The Doherty Institute and the University of Queensland have also joined the program, which aims to tackle current and emerging pathogens that threaten global health, including infectious diseases that for years have been neglected in research funding.

Australia is set to have an operational mRNA vaccine manufacturing plant in Melbourne from 2024 after the federal government last year entered a partnership with Moderna that is slated to secure production of up to 100 million Australian-made mRNA doses for Covid-19 and other infectious diseases, including influenza, with potential for a wide expansion of vaccine applications in the future.

Monash University is working to advance new mRNA technologies to clinical trials and Adelaide biotech BioCina has received funding to conduct human clinical vaccine trials and act as a small-scale contract manufacturing plant. NSW is also planning a small-scale manufacturing plant.

Under the Burnet Institute’s partnership with Moderna, scientists from Burnet will work with the biotech to develop vaccines for malaria and hepatitis C as well as SARS-CoV-2 to pave the way for further preclinical trials and – if those are successful – human clinical trials.

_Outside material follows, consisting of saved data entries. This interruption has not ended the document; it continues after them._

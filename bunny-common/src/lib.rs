//! # Bunny Common Library
//!
//! Shared code for the bunny-score workspace:
//! - Error and result types
//! - TOML configuration model and loading
//! - Logging initialization

pub mod config;
pub mod error;
pub mod logging;

pub use error::{Error, Result};
//! Environment defaults for the pipeline configuration
//!
//! - `EDGE_OPERATOR`: sobel | prewitt | roberts (default sobel)
//! - `EDGE_THRESHOLD`: integer cutoff; unset or outside 0..=255 disables it
//! - `EDGE_PARALLEL`: 0 | 1 (default 0)

use std::sync::OnceLock;

use log::warn;

use crate::filters::Operator;
use crate::utils::binarization::Threshold;

fn env_value(name: &str) -> Option<String> {
    std::env::var(name).ok().map(|v| v.trim().to_string())
}

fn parse_operator(value: Option<&str>, default: Operator) -> Operator {
    match value {
        Some(v) => v.parse().unwrap_or_else(|err| {
            warn!("{err}, using {default}");
            default
        }),
        None => default,
    }
}

fn parse_threshold(value: Option<&str>) -> Threshold {
    value
        .and_then(|v| v.parse::<i32>().ok())
        .map(Threshold::from_raw)
        .unwrap_or_default()
}

fn parse_bool_u8(value: Option<&str>, default: bool) -> bool {
    value
        .and_then(|v| v.parse::<u8>().ok())
        .map(|v| v != 0)
        .unwrap_or(default)
}

static DEFAULT_OPERATOR: OnceLock<Operator> = OnceLock::new();

pub(crate) fn default_operator() -> Operator {
    *DEFAULT_OPERATOR
        .get_or_init(|| parse_operator(env_value("EDGE_OPERATOR").as_deref(), Operator::Sobel))
}

static DEFAULT_THRESHOLD: OnceLock<Threshold> = OnceLock::new();

pub(crate) fn default_threshold() -> Threshold {
    *DEFAULT_THRESHOLD.get_or_init(|| parse_threshold(env_value("EDGE_THRESHOLD").as_deref()))
}

static PARALLEL: OnceLock<bool> = OnceLock::new();

pub(crate) fn parallel_enabled() -> bool {
    *PARALLEL.get_or_init(|| parse_bool_u8(env_value("EDGE_PARALLEL").as_deref(), false))
}

#[cfg(test)]
mod tests {
    use super::*;

    #[test]
    fn test_parse_operator() {
        assert_eq!(parse_operator(None, Operator::Sobel), Operator::Sobel);
        assert_eq!(parse_operator(Some("roberts"), Operator::Sobel), Operator::Roberts);
        assert_eq!(parse_operator(Some("laplace"), Operator::Prewitt), Operator::Prewitt);
    }

    #[test]
    fn test_parse_threshold() {
        assert_eq!(parse_threshold(None), Threshold::unset());
        assert_eq!(parse_threshold(Some("120")), Threshold::new(120));
        assert_eq!(parse_threshold(Some("300")), Threshold::unset());
        assert_eq!(parse_threshold(Some("-4")), Threshold::unset());
        assert_eq!(parse_threshold(Some("abc")), Threshold::unset());
    }

    #[test]
    fn test_parse_bool() {
        assert!(!parse_bool_u8(None, false));
        assert!(parse_bool_u8(Some("1"), false));
        assert!(!parse_bool_u8(Some("0"), true));
        assert!(parse_bool_u8(Some("yes"), true));
    }
}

Burnet scientists have been converting their already developed protein-based hepatitis C vaccine into genetic sequences that Moderna will then convert into mRNA vaccines and lipid nano­particles that can then be used in studies on animals.

More than 200,000 Australians are estimated to live with chronic hepatitis C. The World Health Organisation estimates that 58 million people have the disease worldwide, with 1.5 million new infections occurring every year. The disease is spread via infected blood.

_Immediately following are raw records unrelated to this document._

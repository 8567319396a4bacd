use log::warn;
use rayon::prelude::*;

use crate::models::{BLACK, GrayBuffer, WHITE};

/// Black and white cutoff; unset means thresholding is skipped
#[derive(Debug, Clone, Copy, PartialEq, Eq, Default)]
pub struct Threshold(Option<u8>);

impl Threshold {
    /// A threshold at `value`
    pub fn new(value: u8) -> Self {
        Self(Some(value))
    }

    /// No thresholding
    pub fn unset() -> Self {
        Self(None)
    }

    /// Normalize an untyped value: anything outside [0, 255] becomes unset
    pub fn from_raw(value: i32) -> Self {
        match u8::try_from(value) {
            Ok(v) => Self(Some(v)),
            Err(_) => {
                warn!("threshold {value} outside 0..=255, thresholding disabled");
                Self(None)
            }
        }
    }

    /// Cutoff value, if set
    pub fn value(&self) -> Option<u8> {
        self.0
    }

    /// Whether a cutoff is set
    pub fn is_set(&self) -> bool {
        self.0.is_some()
    }

    /// Binarize `gray`, or hand it back untouched when unset
    pub fn apply(&self, gray: GrayBuffer) -> GrayBuffer {
        match self.0 {
            Some(t) => threshold_binarize(&gray, t),
            None => gray,
        }
    }

    /// Row-parallel variant of [`Threshold::apply`]
    pub fn apply_parallel(&self, gray: GrayBuffer) -> GrayBuffer {
        match self.0 {
            Some(t) => threshold_binarize_parallel(&gray, t),
            None => gray,
        }
    }
}

impl From<u8> for Threshold {
    fn from(value: u8) -> Self {
        Self::new(value)
    }
}

impl From<Option<u8>> for Threshold {
    fn from(value: Option<u8>) -> Self {
        Self(value)
    }
}

#[inline]
fn binarize_pixel(v: u8, threshold: u8) -> u8 {
    // Strictly greater: a pixel equal to the threshold is black
    if v > threshold { WHITE } else { BLACK }
}

/// Simple global threshold binarization
///
/// Pixels brighter than `threshold` become white, all others black.
pub fn threshold_binarize(gray: &GrayBuffer, threshold: u8) -> GrayBuffer {
    let mut binary = GrayBuffer::new(gray.width(), gray.height());
    for (dst, &src) in binary.as_bytes_mut().iter_mut().zip(gray.as_bytes()) {
        *dst = binarize_pixel(src, threshold);
    }
    binary
}

/// Threshold binarization with rows processed in parallel
pub fn threshold_binarize_parallel(gray: &GrayBuffer, threshold: u8) -> GrayBuffer {
    let width = gray.width();
    let mut binary = GrayBuffer::new(width, gray.height());
    if width == 0 {
        return binary;
    }

    binary
        .as_bytes_mut()
        .par_chunks_mut(width)
        .zip(gray.as_bytes().par_chunks(width))
        .for_each(|(dst, src)| {
            for (d, &s) in dst.iter_mut().zip(src) {
                *d = binarize_pixel(s, threshold);
            }
        });

    binary
}
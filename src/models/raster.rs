use crate::error::{EdgeError, Result};

/// Pixel layout of a [`Raster`]
#[derive(Debug, Clone, Copy, PartialEq, Eq)]
pub enum Channels {
    /// 3 bytes per pixel: red, green, blue
    Rgb,
    /// 4 bytes per pixel: red, green, blue, alpha
    Rgba,
}

impl Channels {
    /// Bytes per pixel
    pub fn count(&self) -> usize {
        match self {
            Channels::Rgb => 3,
            Channels::Rgba => 4,
        }
    }

    /// Whether the layout carries an alpha channel
    pub fn has_alpha(&self) -> bool {
        matches!(self, Channels::Rgba)
    }
}

/// Interleaved 8-bit color raster, row-major
#[derive(Debug, Clone, PartialEq, Eq)]
pub struct Raster {
    width: usize,
    height: usize,
    channels: Channels,
    data: Vec<u8>,
}

impl Raster {
    /// Wrap raw interleaved bytes, validating the buffer shape
    pub fn from_raw(width: usize, height: usize, channels: Channels, data: Vec<u8>) -> Result<Self> {
        if width == 0 || height == 0 {
            return Err(EdgeError::EmptyImage { width, height });
        }
        let expected = width * height * channels.count();
        if data.len() != expected {
            return Err(EdgeError::BufferSize {
                expected,
                actual: data.len(),
            });
        }
        Ok(Self {
            width,
            height,
            channels,
            data,
        })
    }

    /// Create a raster filled with a single color (alpha is ignored for RGB)
    pub fn filled(width: usize, height: usize, channels: Channels, pixel: [u8; 4]) -> Self {
        let n = channels.count();
        let mut data = Vec::with_capacity(width * height * n);
        for _ in 0..width * height {
            data.extend_from_slice(&pixel[..n]);
        }
        Self {
            width,
            height,
            channels,
            data,
        }
    }

    /// Get raster width
    pub fn width(&self) -> usize {
        self.width
    }

    /// Get raster height
    pub fn height(&self) -> usize {
        self.height
    }

    /// Get the pixel layout
    pub fn channels(&self) -> Channels {
        self.channels
    }

    /// Raw interleaved bytes
    pub fn as_bytes(&self) -> &[u8] {
        &self.data
    }

    pub(crate) fn as_bytes_mut(&mut self) -> &mut [u8] {
        &mut self.data
    }

    /// Consume the raster and return its bytes
    pub fn into_raw(self) -> Vec<u8> {
        self.data
    }

    /// Pixel at (x, y) as RGBA; RGB rasters report alpha 255
    pub fn pixel(&self, x: usize, y: usize) -> Option<[u8; 4]> {
        if x >= self.width || y >= self.height {
            return None;
        }
        let n = self.channels.count();
        let idx = (y * self.width + x) * n;
        let px = &self.data[idx..idx + n];
        let alpha = if self.channels.has_alpha() { px[3] } else { 255 };
        Some([px[0], px[1], px[2], alpha])
    }

    /// Overwrite the pixel at (x, y); out-of-bounds writes are ignored
    pub fn set_pixel(&mut self, x: usize, y: usize, rgba: [u8; 4]) {
        if x >= self.width || y >= self.height {
            return;
        }
        let n = self.channels.count();
        let idx = (y * self.width + x) * n;
        self.data[idx..idx + n].copy_from_slice(&rgba[..n]);
    }
}

#[cfg(test)]
mod tests {
    use super::*;

    #[test]
    fn test_from_raw_validates_shape() {
        assert!(Raster::from_raw(2, 2, Channels::Rgb, vec![0; 12]).is_ok());
        assert!(matches!(
            Raster::from_raw(2, 2, Channels::Rgba, vec![0; 12]),
            Err(EdgeError::BufferSize {
                expected: 16,
                actual: 12
            })
        ));
        assert!(matches!(
            Raster::from_raw(0, 3, Channels::Rgb, Vec::new()),
            Err(EdgeError::EmptyImage { .. })
        ));
    }

    #[test]
    fn test_pixel_access() {
        let mut raster = Raster::filled(3, 2, Channels::Rgb, [1, 2, 3, 0]);
        assert_eq!(raster.pixel(2, 1), Some([1, 2, 3, 255]));
        raster.set_pixel(0, 1, [9, 8, 7, 6]);
        assert_eq!(raster.pixel(0, 1), Some([9, 8, 7, 255]));
        assert_eq!(raster.pixel(3, 0), None);
        raster.set_pixel(5, 5, [0, 0, 0, 0]); // Should not panic
    }
}
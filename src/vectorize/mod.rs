//! Binary mask to line segments
//!
//! Greedy directional tracing over a thresholded edge mask. The scan consumes
//! pixels as it goes, so it is inherently sequential.

pub mod tracer;

pub use tracer::{Direction, trace_segments};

Burnet Vaccine Initiative lead investigator Heidi Drummer said the process of advancing a vaccine into human clinical trials would be accelerated as a result of the Moderna partnership.

“The advantage the partnership gives us is that the vaccine we test from Moderna in our preclinical studies will be exactly the same as the vaccine we test in the clinical studies,” Professor Drummer said. “That cuts out a really big part of the pathway for vaccine development. Being able to use the same vaccines in the preclinical studies and clinical studies lets us accelerate the process.

“I would love to see a hepatitis C vaccine in humans within five years. And I think Covid-19 has shown us that it is possible to do that. And I think we’ve got more hope of doing that with an mRNA vaccine than we have with a protein vaccine.”

Meanwhile, scientists at RMIT university also plan to engage mRNA vaccines in their quest to create a universal vaccine to prevent cancer as well as a specific vaccine to treat ovarian cancer.

Immunologist Magdalena Plebanski from RMIT University is leading the cancer vaccine development push.